use serde::Deserialize;
use std::{fs, path::Path};
use tch::{kind::Kind, CModule, Device, Tensor};

use super::{encoder::FeatureEncoder, Predictor};
use crate::error::PredictError;
use crate::features::TripFeatures;

#[derive(Deserialize)]
struct MetaJson {
    feat_list: Vec<String>,
    in_dim: Option<usize>,
}

/// TorchScript regressor taking a `[1, in_dim]` float tensor and returning a
/// single ETA value.
pub struct TorchPredictor {
    model: CModule,
    device: Device,
    encoder: FeatureEncoder,
    name: String,
}

fn artifact_err(path: &str, reason: impl ToString) -> PredictError {
    PredictError::Artifact {
        path: path.to_string(),
        reason: reason.to_string(),
    }
}

impl TorchPredictor {
    pub fn new(model_path: &str, meta_path: &str) -> Result<Self, PredictError> {
        let device = Device::Cpu;

        // meta.json carries the feature ordering and input dim
        let meta_txt =
            fs::read_to_string(Path::new(meta_path)).map_err(|e| artifact_err(meta_path, e))?;
        let meta: MetaJson =
            serde_json::from_str(&meta_txt).map_err(|e| artifact_err(meta_path, e))?;

        let encoder = FeatureEncoder::new(meta.feat_list)?;
        let in_dim = meta.in_dim.unwrap_or(encoder.len());
        if in_dim != encoder.len() {
            tracing::warn!(
                "meta.in_dim ({}) != feat_list.len() ({}); using feat_list.len()",
                in_dim,
                encoder.len()
            );
        }

        let model = CModule::load_on_device(model_path, device)
            .map_err(|e| artifact_err(model_path, e))?;

        // Probe output shape with a dummy forward; expect a single value
        let dummy = Tensor::zeros([1, encoder.len() as i64], (Kind::Float, device));
        let out = model
            .forward_ts(&[dummy])
            .map_err(|e| artifact_err(model_path, e))?;
        if out.numel() != 1 {
            return Err(artifact_err(
                model_path,
                format!("unexpected model output size: {:?}", out.size()),
            ));
        }

        let name = Path::new(model_path)
            .file_stem()
            .map(|s| s.to_string_lossy().into_owned())
            .unwrap_or_else(|| "torchscript".to_string());

        Ok(Self {
            model,
            device,
            encoder,
            name,
        })
    }
}

impl Predictor for TorchPredictor {
    fn predict(&self, features: &TripFeatures) -> Result<f64, PredictError> {
        let x: Vec<f32> = self
            .encoder
            .encode(features)
            .into_iter()
            .map(|v| v as f32)
            .collect();
        let input = Tensor::from_slice(&x)
            .reshape([1, x.len() as i64])
            .to_device(self.device);

        let out = self
            .model
            .forward_ts(&[input])
            .map_err(|e| PredictError::Model(e.to_string()))?;
        if out.numel() != 1 {
            return Err(PredictError::Model(format!(
                "unexpected output shape: {:?}",
                out.size()
            )));
        }
        Ok(out.reshape([-1]).double_value(&[0]))
    }

    fn name(&self) -> &str {
        &self.name
    }
}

· · · · ·

WORK TO COMPLETE: What you return must match the listing exactly, line for line.

SOLUTION TO THIS PROBLEM:
use serde::Deserialize;
use std::{fs, path::Path};
use tch::{kind::Kind, CModule, Device, Tensor};

use super::{encoder::FeatureEncoder, Predictor};
use crate::error::PredictError;
use crate::features::TripFeatures;

#[derive(Deserialize)]
struct MetaJson {
    feat_list: Vec<String>,
    in_dim: Option<usize>,
}

/// TorchScript regressor taking a `[1, in_dim]` float tensor and returning a
/// single ETA value.
pub struct TorchPredictor {
    model: CModule,
    device: Device,
    encoder: FeatureEncoder,
    name: String,
}

fn artifact_err(path: &str, reason: impl ToString) -> PredictError {
    PredictError::Artifact {
        path: path.to_string(),
        reason: reason.to_string(),
    }
}

impl TorchPredictor {
    pub fn new(model_path: &str, meta_path: &str) -> Result<Self, PredictError> {
        let device = Device::Cpu;

        // meta.json carries the feature ordering and input dim
        let meta_txt =
            fs::read_to_string(Path::new(meta_path)).map_err(|e| artifact_err(meta_path, e))?;
        let meta: MetaJson =
            serde_json::from_str(&meta_txt).map_err(|e| artifact_err(meta_path, e))?;

        let encoder = FeatureEncoder::new(meta.feat_list)?;
        let in_dim = meta.in_dim.unwrap_or(encoder.len());
        if in_dim != encoder.len() {
            tracing::warn!(
                "meta.in_dim ({}) != feat_list.len() ({}); using feat_list.len()",
                in_dim,
                encoder.len()
            );
        }

        let model = CModule::load_on_device(model_path, device)
            .map_err(|e| artifact_err(model_path, e))?;

        // Probe output shape with a dummy forward; expect a single value
        let dummy = Tensor::zeros([1, encoder.len() as i64], (Kind::Float, device));
        let out = model
            .forward_ts(&[dummy])
            .map_err(|e| artifact_err(model_path, e))?;
        if out.numel() != 1 {
            return Err(artifact_err(
                model_path,
                format!("unexpected model output size: {:?}", out.size()),
            ));
        }

        let name = Path::new(model_path)
            .file_stem()
            .map(|s| s.to_string_lossy().into_owned())
            .unwrap_or_else(|| "torchscript".to_string());

        Ok(Self {
            model,
            device,
            encoder,
            name,
        })
    }
}

impl Predictor for TorchPredictor {
    fn predict(&self, features: &TripFeatures) -> Result<f64, PredictError> {
        let x: Vec<f32> = self
            .encoder
            .encode(features)
            .into_iter()
            .map(|v| v as f32)
            .collect();
        let input = Tensor::from_slice(&x)
            .reshape([1, x.len() as i64])
            .to_device(self.device);

        let out = self
            .model
            .forward_ts(&[input])
            .map_err(|e| PredictError::Model(e.to_string()))?;
        if out.numel() != 1 {
            return Err(PredictError::Model(format!(
                "unexpected output shape: {:?}",
                out.size()
            )));
        }
        Ok(out.reshape([-1]).double_value(&[0]))
    }

    fn name(&self) -> &str {
        &self.name
    }
}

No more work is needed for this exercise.